One part of the entries below is wanted: the lines from the one containing "filename crates/qa-query/src/dedup.rs" through the one containing "let fragment = &candidate.fragment;". Write those out exactly and nothing else.

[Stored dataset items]
┌────────

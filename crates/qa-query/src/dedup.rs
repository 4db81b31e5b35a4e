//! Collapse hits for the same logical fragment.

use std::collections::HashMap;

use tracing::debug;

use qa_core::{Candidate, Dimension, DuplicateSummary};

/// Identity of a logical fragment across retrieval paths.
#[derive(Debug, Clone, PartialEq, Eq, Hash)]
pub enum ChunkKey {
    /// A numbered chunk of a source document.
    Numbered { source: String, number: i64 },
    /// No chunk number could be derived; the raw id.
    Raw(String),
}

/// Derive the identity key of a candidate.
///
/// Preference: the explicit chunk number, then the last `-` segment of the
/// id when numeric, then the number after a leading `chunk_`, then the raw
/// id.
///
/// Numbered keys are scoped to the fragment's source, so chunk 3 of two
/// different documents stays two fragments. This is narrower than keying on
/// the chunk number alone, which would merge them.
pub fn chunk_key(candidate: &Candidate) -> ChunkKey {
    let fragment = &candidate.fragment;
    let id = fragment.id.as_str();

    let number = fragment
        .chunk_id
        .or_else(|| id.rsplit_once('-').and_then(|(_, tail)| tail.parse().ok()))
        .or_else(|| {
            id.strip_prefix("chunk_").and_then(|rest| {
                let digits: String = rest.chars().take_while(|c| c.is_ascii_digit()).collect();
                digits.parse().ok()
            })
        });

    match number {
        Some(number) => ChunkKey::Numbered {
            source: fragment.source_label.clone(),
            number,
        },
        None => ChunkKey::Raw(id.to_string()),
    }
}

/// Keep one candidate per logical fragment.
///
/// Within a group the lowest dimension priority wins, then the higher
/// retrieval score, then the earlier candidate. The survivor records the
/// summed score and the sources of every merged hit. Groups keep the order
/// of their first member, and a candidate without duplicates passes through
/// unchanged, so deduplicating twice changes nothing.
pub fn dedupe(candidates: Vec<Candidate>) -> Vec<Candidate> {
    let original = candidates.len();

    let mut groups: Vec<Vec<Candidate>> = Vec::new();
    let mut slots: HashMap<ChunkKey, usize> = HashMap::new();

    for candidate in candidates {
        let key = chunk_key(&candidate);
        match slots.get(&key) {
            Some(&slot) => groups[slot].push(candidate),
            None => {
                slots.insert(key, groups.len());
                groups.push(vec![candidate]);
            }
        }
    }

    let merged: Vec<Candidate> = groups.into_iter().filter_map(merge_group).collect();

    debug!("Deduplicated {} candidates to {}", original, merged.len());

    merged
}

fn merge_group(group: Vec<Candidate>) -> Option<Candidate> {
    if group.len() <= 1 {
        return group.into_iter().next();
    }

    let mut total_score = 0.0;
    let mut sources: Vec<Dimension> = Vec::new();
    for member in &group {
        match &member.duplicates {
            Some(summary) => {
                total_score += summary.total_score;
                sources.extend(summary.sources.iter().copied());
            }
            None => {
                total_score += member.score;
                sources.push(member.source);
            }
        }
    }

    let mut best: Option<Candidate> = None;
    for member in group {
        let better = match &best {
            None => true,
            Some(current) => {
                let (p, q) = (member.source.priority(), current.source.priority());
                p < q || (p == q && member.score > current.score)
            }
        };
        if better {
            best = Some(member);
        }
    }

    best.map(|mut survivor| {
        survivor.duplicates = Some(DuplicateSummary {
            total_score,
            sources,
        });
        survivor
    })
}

└────────
┌────────

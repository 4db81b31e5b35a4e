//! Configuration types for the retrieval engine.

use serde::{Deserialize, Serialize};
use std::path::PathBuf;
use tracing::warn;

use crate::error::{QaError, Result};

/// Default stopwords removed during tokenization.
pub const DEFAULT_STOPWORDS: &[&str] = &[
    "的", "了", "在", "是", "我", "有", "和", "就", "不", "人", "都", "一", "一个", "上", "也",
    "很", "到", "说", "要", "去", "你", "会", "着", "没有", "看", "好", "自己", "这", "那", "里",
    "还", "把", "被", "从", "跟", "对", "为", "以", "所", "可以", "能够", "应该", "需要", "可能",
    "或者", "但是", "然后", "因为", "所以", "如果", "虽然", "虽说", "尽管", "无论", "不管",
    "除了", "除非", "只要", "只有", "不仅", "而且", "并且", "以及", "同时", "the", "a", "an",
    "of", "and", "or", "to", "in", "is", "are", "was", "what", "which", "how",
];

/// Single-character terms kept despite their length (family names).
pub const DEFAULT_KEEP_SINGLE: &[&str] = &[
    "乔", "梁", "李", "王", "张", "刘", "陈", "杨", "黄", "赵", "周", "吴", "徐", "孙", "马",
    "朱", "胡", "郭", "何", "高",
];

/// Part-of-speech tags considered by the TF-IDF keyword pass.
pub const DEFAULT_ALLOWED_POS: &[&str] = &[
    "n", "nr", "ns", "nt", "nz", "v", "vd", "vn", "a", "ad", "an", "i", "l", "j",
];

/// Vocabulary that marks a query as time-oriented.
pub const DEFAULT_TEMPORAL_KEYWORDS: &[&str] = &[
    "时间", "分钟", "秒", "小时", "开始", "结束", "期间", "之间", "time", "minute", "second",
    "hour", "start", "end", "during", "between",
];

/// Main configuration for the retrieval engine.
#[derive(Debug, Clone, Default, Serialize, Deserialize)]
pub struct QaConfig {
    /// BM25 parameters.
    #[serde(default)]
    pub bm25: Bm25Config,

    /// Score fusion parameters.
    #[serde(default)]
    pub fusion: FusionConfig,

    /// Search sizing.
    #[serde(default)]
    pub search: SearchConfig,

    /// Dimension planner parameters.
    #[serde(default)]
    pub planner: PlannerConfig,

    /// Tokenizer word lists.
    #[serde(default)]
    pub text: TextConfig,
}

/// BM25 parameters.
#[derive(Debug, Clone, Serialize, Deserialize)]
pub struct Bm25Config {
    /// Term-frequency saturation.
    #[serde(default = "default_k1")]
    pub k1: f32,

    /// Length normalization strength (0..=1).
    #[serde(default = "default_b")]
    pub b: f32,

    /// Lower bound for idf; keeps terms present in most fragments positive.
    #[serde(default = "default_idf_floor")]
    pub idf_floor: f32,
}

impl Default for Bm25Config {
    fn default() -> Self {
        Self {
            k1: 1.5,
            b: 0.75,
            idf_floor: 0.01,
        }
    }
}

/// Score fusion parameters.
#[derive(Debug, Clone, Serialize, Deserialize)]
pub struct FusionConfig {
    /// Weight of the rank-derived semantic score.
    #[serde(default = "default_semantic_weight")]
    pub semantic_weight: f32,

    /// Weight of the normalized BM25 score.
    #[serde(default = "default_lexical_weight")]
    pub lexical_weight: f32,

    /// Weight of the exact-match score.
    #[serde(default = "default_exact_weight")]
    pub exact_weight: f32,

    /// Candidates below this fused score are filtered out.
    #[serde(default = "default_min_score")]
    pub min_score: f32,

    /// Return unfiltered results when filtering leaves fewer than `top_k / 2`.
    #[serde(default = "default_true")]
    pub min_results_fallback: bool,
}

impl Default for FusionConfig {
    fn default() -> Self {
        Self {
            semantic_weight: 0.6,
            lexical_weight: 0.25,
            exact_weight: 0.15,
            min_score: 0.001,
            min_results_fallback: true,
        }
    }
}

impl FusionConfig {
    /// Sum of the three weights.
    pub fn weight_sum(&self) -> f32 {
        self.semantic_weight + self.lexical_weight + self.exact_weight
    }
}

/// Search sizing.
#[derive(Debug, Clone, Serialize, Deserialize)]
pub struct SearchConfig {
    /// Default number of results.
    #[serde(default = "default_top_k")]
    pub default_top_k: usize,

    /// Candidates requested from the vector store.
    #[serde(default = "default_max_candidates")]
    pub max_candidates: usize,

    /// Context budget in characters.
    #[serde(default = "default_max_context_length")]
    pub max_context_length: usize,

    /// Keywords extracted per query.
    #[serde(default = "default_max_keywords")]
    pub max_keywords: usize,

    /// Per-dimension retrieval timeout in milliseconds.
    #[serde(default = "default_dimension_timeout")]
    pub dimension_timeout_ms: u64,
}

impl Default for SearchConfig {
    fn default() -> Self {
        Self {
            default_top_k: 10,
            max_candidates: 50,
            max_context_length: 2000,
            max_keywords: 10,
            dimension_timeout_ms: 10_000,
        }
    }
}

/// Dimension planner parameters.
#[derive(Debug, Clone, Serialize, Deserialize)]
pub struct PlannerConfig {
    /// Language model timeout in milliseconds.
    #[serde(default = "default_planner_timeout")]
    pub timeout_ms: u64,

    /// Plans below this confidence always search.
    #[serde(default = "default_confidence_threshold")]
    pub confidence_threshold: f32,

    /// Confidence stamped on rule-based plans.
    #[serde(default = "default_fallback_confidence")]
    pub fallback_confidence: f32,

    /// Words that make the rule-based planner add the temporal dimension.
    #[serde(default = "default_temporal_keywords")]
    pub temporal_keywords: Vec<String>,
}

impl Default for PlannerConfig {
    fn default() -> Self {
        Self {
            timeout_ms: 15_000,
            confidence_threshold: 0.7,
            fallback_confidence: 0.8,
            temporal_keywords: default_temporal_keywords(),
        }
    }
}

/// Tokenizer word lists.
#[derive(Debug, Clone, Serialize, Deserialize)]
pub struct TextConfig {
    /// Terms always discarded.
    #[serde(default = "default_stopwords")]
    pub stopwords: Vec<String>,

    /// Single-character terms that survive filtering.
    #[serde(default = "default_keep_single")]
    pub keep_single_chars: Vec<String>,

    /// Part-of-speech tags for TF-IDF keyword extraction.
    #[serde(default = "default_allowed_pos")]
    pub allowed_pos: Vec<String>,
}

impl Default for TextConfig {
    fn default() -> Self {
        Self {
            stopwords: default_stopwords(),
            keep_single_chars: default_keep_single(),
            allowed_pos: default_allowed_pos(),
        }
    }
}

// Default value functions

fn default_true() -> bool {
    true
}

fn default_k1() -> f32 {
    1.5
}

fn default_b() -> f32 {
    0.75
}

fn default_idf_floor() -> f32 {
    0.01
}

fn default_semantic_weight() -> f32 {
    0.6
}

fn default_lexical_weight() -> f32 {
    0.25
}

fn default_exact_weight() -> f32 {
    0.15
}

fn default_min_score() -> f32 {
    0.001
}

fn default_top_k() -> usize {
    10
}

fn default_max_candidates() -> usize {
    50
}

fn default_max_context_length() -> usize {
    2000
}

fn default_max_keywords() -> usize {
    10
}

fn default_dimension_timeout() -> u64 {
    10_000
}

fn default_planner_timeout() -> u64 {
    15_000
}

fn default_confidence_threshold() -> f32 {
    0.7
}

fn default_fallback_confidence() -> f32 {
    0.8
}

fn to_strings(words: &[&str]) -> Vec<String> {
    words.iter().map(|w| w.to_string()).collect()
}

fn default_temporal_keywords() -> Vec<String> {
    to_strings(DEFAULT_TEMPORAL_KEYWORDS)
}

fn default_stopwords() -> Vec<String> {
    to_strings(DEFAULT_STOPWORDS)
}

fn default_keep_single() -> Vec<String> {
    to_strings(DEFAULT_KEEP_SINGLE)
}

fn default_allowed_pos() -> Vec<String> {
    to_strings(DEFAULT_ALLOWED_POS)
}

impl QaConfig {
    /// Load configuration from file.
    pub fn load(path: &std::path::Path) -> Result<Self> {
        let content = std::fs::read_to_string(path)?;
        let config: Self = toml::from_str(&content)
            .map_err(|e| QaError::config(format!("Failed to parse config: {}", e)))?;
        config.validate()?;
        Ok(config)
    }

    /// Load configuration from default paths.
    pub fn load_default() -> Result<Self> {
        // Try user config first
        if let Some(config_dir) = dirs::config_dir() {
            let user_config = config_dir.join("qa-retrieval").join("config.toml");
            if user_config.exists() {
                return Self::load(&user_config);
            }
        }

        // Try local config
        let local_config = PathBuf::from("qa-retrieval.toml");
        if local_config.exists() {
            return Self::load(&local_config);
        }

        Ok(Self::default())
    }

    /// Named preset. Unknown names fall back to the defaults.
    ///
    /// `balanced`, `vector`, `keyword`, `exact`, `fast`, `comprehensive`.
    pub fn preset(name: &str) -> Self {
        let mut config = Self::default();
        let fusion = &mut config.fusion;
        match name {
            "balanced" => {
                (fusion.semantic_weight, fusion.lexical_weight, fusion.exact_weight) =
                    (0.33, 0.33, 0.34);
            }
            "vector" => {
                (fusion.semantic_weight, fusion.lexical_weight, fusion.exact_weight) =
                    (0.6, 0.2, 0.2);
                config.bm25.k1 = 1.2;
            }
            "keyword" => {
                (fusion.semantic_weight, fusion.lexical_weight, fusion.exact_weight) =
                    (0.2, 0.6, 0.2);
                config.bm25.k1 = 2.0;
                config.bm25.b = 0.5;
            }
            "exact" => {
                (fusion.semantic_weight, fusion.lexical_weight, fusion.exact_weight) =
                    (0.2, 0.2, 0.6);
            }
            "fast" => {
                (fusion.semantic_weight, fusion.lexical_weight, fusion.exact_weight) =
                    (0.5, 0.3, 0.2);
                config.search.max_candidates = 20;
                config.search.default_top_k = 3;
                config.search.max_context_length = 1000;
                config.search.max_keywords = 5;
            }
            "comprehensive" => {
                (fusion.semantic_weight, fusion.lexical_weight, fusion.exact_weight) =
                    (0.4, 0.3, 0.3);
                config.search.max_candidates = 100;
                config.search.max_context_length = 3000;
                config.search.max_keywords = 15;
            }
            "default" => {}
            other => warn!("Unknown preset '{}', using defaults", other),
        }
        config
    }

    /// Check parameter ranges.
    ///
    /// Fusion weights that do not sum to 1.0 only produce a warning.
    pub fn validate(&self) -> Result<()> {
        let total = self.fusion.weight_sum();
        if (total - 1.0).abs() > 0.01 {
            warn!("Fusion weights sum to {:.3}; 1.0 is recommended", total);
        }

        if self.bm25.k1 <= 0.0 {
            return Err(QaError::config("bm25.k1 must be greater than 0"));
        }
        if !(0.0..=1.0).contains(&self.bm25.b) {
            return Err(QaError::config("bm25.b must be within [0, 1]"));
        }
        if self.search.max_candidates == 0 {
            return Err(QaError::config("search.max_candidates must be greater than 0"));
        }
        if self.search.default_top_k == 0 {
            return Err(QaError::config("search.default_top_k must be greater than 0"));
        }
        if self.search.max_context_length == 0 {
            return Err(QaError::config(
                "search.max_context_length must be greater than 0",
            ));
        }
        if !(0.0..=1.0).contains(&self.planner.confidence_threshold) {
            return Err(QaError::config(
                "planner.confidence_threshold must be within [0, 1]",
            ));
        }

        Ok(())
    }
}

└────────

Result:
filename crates/qa-query/src/dedup.rs
repository 4db81b31e5b35a4e
//! Collapse hits for the same logical fragment.

use std::collections::HashMap;

use tracing::debug;

use qa_core::{Candidate, Dimension, DuplicateSummary};

/// Identity of a logical fragment across retrieval paths.
#[derive(Debug, Clone, PartialEq, Eq, Hash)]
pub enum ChunkKey {
    /// A numbered chunk of a source document.
    Numbered { source: String, number: i64 },
    /// No chunk number could be derived; the raw id.
    Raw(String),
}

/// Derive the identity key of a candidate.
///
/// Preference: the explicit chunk number, then the last `-` segment of the
/// id when numeric, then the number after a leading `chunk_`, then the raw
/// id.
///
/// Numbered keys are scoped to the fragment's source, so chunk 3 of two
/// different documents stays two fragments. This is narrower than keying on
/// the chunk number alone, which would merge them.
pub fn chunk_key(candidate: &Candidate) -> ChunkKey {
    let fragment = &candidate.fragment;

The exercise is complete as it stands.